# Problem requirements
In the data below, find each line carrying the string "first" and copy it out.

# Data entries
━━━━━━━━━━━━━━━━

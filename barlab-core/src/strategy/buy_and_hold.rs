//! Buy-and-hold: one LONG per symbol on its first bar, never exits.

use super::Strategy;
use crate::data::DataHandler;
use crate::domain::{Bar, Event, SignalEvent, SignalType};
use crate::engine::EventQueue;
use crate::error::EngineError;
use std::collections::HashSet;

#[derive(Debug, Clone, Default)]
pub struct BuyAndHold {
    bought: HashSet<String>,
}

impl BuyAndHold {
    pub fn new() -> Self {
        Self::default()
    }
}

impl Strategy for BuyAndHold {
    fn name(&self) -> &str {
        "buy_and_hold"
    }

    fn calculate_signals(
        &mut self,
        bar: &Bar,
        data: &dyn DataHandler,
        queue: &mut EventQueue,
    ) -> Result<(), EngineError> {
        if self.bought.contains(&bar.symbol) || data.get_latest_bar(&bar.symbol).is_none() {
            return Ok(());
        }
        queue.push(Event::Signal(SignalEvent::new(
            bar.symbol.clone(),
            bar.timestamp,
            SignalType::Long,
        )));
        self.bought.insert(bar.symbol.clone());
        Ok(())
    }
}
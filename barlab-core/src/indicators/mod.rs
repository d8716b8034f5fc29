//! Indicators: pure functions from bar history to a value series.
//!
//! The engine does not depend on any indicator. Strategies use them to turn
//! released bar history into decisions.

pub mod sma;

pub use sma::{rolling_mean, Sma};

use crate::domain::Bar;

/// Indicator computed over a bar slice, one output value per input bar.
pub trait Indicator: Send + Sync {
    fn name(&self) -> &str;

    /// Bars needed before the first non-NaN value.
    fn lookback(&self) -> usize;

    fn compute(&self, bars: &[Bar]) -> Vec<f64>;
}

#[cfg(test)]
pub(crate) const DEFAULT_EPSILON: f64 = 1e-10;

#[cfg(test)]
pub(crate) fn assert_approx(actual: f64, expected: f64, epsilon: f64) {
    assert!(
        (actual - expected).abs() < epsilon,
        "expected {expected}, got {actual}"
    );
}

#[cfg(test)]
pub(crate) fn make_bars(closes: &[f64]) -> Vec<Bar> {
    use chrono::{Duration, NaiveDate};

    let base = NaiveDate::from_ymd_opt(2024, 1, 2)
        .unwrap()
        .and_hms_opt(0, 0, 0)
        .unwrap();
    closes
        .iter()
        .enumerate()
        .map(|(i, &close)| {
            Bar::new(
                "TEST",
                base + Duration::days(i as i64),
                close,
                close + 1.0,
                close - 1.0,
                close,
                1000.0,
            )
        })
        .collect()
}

━━━━━━━━━━━━━━━━

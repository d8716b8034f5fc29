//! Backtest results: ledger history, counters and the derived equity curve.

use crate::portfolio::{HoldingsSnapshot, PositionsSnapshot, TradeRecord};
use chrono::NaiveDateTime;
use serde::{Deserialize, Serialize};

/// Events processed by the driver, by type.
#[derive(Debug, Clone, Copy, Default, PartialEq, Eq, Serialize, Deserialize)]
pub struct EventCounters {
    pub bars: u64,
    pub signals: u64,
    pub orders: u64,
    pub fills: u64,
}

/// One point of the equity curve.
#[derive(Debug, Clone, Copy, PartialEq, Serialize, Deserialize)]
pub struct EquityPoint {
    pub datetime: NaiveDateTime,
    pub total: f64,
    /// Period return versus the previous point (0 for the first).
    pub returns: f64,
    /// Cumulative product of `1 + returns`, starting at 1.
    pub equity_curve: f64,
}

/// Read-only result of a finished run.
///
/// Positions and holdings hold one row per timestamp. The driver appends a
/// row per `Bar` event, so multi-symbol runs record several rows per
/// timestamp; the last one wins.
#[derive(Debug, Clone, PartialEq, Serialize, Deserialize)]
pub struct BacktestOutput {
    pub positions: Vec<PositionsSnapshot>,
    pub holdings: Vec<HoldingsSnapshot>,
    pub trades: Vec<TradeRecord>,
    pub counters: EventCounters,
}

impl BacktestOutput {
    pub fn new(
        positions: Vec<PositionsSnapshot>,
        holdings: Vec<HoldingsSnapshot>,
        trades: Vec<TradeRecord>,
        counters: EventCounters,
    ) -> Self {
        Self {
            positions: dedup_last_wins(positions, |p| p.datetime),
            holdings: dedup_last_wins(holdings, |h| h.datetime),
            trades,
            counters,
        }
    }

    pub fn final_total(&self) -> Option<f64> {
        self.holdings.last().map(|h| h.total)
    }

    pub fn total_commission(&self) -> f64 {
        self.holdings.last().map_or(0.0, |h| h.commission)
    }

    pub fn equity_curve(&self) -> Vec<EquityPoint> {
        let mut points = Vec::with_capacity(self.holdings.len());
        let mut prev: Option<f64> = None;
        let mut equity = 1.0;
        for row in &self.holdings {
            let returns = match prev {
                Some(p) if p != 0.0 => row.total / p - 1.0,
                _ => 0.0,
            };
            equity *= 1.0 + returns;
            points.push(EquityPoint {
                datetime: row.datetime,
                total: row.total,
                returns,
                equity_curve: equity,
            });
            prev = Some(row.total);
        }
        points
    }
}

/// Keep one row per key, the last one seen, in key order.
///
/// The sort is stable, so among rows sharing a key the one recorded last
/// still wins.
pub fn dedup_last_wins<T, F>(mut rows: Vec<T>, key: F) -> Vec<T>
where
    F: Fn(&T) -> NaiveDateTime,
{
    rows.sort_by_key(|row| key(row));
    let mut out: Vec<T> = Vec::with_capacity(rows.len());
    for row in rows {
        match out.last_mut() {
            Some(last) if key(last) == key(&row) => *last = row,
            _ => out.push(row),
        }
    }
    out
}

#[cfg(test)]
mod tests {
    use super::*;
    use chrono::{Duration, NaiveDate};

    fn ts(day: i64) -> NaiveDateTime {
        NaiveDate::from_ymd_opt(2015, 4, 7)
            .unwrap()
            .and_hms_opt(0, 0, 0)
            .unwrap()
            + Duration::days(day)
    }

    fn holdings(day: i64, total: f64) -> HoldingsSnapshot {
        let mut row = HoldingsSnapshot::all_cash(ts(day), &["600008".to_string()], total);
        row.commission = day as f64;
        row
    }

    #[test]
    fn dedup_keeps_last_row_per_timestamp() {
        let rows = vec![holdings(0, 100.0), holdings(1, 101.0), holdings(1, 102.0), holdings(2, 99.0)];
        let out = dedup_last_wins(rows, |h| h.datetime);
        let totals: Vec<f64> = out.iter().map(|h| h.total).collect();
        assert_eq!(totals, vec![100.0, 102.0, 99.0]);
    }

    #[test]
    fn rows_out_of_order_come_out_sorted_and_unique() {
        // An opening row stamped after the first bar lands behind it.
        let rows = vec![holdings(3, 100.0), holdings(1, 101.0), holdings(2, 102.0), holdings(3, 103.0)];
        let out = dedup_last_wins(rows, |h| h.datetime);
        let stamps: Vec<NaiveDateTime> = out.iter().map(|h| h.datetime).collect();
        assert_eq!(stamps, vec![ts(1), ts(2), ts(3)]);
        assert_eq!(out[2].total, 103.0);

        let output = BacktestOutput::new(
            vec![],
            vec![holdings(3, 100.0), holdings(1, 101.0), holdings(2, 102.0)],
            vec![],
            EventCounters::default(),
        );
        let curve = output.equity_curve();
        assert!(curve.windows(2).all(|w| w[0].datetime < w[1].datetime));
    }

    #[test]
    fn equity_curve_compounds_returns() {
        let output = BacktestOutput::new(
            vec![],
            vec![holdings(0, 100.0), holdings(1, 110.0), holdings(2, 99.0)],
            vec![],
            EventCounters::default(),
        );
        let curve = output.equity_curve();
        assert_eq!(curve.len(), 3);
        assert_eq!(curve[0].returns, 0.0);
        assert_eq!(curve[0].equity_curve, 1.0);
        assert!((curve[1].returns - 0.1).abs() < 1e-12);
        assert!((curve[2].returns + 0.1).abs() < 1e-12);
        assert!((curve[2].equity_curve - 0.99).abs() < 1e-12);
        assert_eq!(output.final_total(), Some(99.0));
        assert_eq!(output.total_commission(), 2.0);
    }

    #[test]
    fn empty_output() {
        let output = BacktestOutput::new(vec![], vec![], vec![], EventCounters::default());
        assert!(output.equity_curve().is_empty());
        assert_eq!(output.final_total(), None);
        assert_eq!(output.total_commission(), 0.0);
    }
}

━━━━━━━━━━━━━━━━

# Result
//! Buy-and-hold: one LONG per symbol on its first bar, never exits.
    /// Bars needed before the first non-NaN value.
    /// Period return versus the previous point (0 for the first).
        // An opening row stamped after the first bar lands behind it.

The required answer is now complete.